■ What you will do:
Go through the records, and copy each line in which the string "ScoredChunk" is present.

START Task inputs

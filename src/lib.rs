//! ollamarag - retrieval-augmented question answering over local documents
//!
//! Documents in a directory are chunked, embedded with Ollama and persisted
//! once; later runs reuse the store. Queries retrieve passages with one of
//! several strategies and stream the model's answer, falling back to a
//! single non-streaming call when the stream fails.

pub mod cli;
pub mod config;
pub mod context;
pub mod corpus;
pub mod errors;
pub mod index;
pub mod logging;
pub mod models;
pub mod rag;
pub mod repl;
pub mod store;
pub mod streaming;

pub use errors::{RagError, Result};
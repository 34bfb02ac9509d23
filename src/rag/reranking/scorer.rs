//! Embedding re-ranker
//!
//! Pulls `k × candidate_multiplier` neighbours, rescores each with the exact
//! cosine between query and candidate embeddings plus a small boost for
//! query words found in the chunk text, then keeps the best `k`.

use async_trait::async_trait;

use crate::errors::Result;
use crate::rag::retrieval::{Query, RetrievalStrategy};
use crate::store::{cosine_similarity, sort_by_score, ScoredChunk, VectorStore};

/// Upper bound of the lexical boost
pub const DEFAULT_KEYWORD_BOOST: f32 = 0.1;

#[derive(Debug, Clone, Copy)]
pub struct EmbeddingRerankStrategy {
    candidate_multiplier: usize,
    keyword_boost: f32,
}

impl EmbeddingRerankStrategy {
    pub fn new(candidate_multiplier: usize) -> Self {
        Self {
            candidate_multiplier: candidate_multiplier.max(1),
            keyword_boost: DEFAULT_KEYWORD_BOOST,
        }
    }

    pub fn with_keyword_boost(mut self, boost: f32) -> Self {
        self.keyword_boost = boost.max(0.0);
        self
    }

    /// Rescore and order candidates, best first
    pub fn rerank(&self, query: &Query, candidates: Vec<ScoredChunk>) -> Vec<ScoredChunk> {
        let mut ranked: Vec<ScoredChunk> = candidates
            .into_iter()
            .map(|mut candidate| {
                let similarity = if candidate.chunk.embedding.is_empty() {
                    candidate.score
                } else {
                    cosine_similarity(&query.embedding, &candidate.chunk.embedding)
                };
                candidate.score = similarity
                    + keyword_boost(&query.text, &candidate.chunk.text, self.keyword_boost);
                candidate
            })
            .collect();

        sort_by_score(&mut ranked);
        ranked
    }
}

#[async_trait]
impl RetrievalStrategy for EmbeddingRerankStrategy {
    fn name(&self) -> &'static str {
        "embedding-rerank"
    }

    async fn retrieve(
        &self,
        store: &dyn VectorStore,
        query: &Query,
        k: usize,
    ) -> Result<Vec<ScoredChunk>> {
        let candidates = store
            .search(&query.embedding, k.saturating_mul(self.candidate_multiplier))
            .await?;

        let mut ranked = self.rerank(query, candidates);
        ranked.truncate(k);
        Ok(ranked)
    }
}

/// Share of longer query words present in `content`, scaled to `max_boost`
pub fn keyword_boost(query: &str, content: &str, max_boost: f32) -> f32 {
    let query_lower = query.to_lowercase();
    let content_lower = content.to_lowercase();

    let query_words: Vec<&str> = query_lower
        .split_whitespace()
        .map(|w| w.trim_matches(|c: char| !c.is_alphanumeric()))
        .filter(|w| w.chars().count() > 3)
        .collect();
    if query_words.is_empty() {
        return 0.0;
    }

    let matches = query_words
        .iter()
        .filter(|word| content_lower.contains(*word))
        .count();

    max_boost * matches as f32 / query_words.len() as f32
}
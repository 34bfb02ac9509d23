//! Index lifecycle management

pub mod lifecycle;

pub use lifecycle::{ensure_directories, IndexLifecycleManager, IndexState, LifecycleOutcome};
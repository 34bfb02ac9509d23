//! Context sizing
//!
//! Token estimation and document chunking used by ingestion and prompt
//! assembly.

pub mod chunker;
pub mod counter;

pub use chunker::{TextChunk, TextChunker, TokenSizer};
pub use counter::TokenCounter;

END Task inputs

■ The completed task:
use crate::store::{cosine_similarity, sort_by_score, ScoredChunk, VectorStore};
    pub fn rerank(&self, query: &Query, candidates: Vec<ScoredChunk>) -> Vec<ScoredChunk> {
        let mut ranked: Vec<ScoredChunk> = candidates
    ) -> Result<Vec<ScoredChunk>> {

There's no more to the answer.